[Stored data]
--- --- ---

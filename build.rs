/// Build script for clt-sim
/// Captures build environment for reproducibility

fn main() {
    println!("cargo:rerun-if-changed=Cargo.toml");
    println!("cargo:rerun-if-changed=Cargo.lock");

    // Capture git hash so `clt-sim version` can report the exact build
    if let Ok(output) = std::process::Command::new("git")
        .args(["rev-parse", "--short", "HEAD"])
        .output()
    {
        if output.status.success() {
            if let Ok(hash) = String::from_utf8(output.stdout) {
                println!("cargo:rustc-env=CLT_SIM_GIT_HASH={}", hash.trim());
            }
        }
    }
}
//! Statistical building blocks of a CLT demonstration.
//!
//! Each domain module is a stateless stage of the pipeline:
//! - Population: finite synthetic data from one of three distribution families
//! - Resample: repeated sampling with replacement, reduced to means
//! - Statistics: population mean, standard deviation and standard error
//! - Curve: theoretical normal density of the sample mean
//! - Histogram: density-normalised binning for display

pub mod curve;
pub mod histogram;
pub mod population;
pub mod resample;
pub mod statistics;

pub use curve::{curve, curve_domain, normal_pdf, CurvePoint, CurvePoints, Domain};
pub use histogram::Histogram;
pub use population::{generate, DistributionPreset, DistributionSpec, Population};
pub use resample::{resample, SampleMeans};
pub use statistics::{summarize, SummaryStats};
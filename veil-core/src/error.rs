use thiserror::Error;

pub type Result<T, E = Error> = core::result::Result<T, E>;

#[derive(Debug, Error)]
pub enum Error {
    #[error("io: {0}")]
    Io(#[from] std::io::Error),
    #[error("config: {0}")]
    Config(String),
    #[error("buffer: {0}")]
    Buffer(String),
}

impl Error {
    pub fn config(msg: impl Into<String>) -> Self {
        Self::Config(msg.into())
    }
    pub fn buffer(msg: impl Into<String>) -> Self {
        Self::Buffer(msg.into())
    }
}

impl From<toml::de::Error> for Error {
    fn from(e: toml::de::Error) -> Self {
        Error::Config(e.to_string())
    }
}
use thiserror::Error;

pub use veil_crypto::ReplayError;

pub type Result<T, E = Error> = core::result::Result<T, E>;

/// Datapath failure taxonomy. Inside the pipelines every error frees the
/// buffer and bumps a counter; only the transmit entry surfaces one to its
/// caller.
#[derive(Debug, Error)]
pub enum Error {
    #[error("no peer installed")]
    NoPeer,
    #[error("peer has no binding")]
    NoBinding,
    #[error("no route to peer: {0}")]
    NoRoute(String),
    #[error("no crypto context for key id {0}")]
    NoKey(u8),
    #[error("no primary crypto context")]
    NoPrimary,
    #[error("rekey required: transmit packet id exhausted")]
    RekeyNeeded,
    #[error("crypto failure: {0}")]
    Crypto(veil_crypto::Error),
    #[error(transparent)]
    Replay(ReplayError),
    #[error("malformed packet: {0}")]
    Malformed(String),
    #[error("transmit queue full")]
    QueueFull,
    #[error("control queue full")]
    ControlQueueFull,
}

impl Error {
    pub fn malformed(msg: impl Into<String>) -> Self {
        Self::Malformed(msg.into())
    }
}

impl From<veil_crypto::Error> for Error {
    fn from(e: veil_crypto::Error) -> Self {
        match e {
            veil_crypto::Error::RekeyNeeded => Self::RekeyNeeded,
            veil_crypto::Error::Replay(r) => Self::Replay(r),
            other => Self::Crypto(other),
        }
    }
}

--- --- ---

*WHAT TO DO*
Return nothing but the lines from the top of the records above through the line that has "the sample mean". Keep each one exact.

*WRITTEN RESPONSE*
filename build.rs
/// Build script for clt-sim
/// Captures build environment for reproducibility

fn main() {
    println!("cargo:rerun-if-changed=Cargo.toml");
    println!("cargo:rerun-if-changed=Cargo.lock");

    // Capture git hash so `clt-sim version` can report the exact build
    if let Ok(output) = std::process::Command::new("git")
        .args(["rev-parse", "--short", "HEAD"])
        .output()
    {
        if output.status.success() {
            if let Ok(hash) = String::from_utf8(output.stdout) {
                println!("cargo:rustc-env=CLT_SIM_GIT_HASH={}", hash.trim());
            }
        }
    }
}
//! Statistical building blocks of a CLT demonstration.
//!
//! Each domain module is a stateless stage of the pipeline:
//! - Population: finite synthetic data from one of three distribution families
//! - Resample: repeated sampling with replacement, reduced to means
//! - Statistics: population mean, standard deviation and standard error
//! - Curve: theoretical normal density of the sample mean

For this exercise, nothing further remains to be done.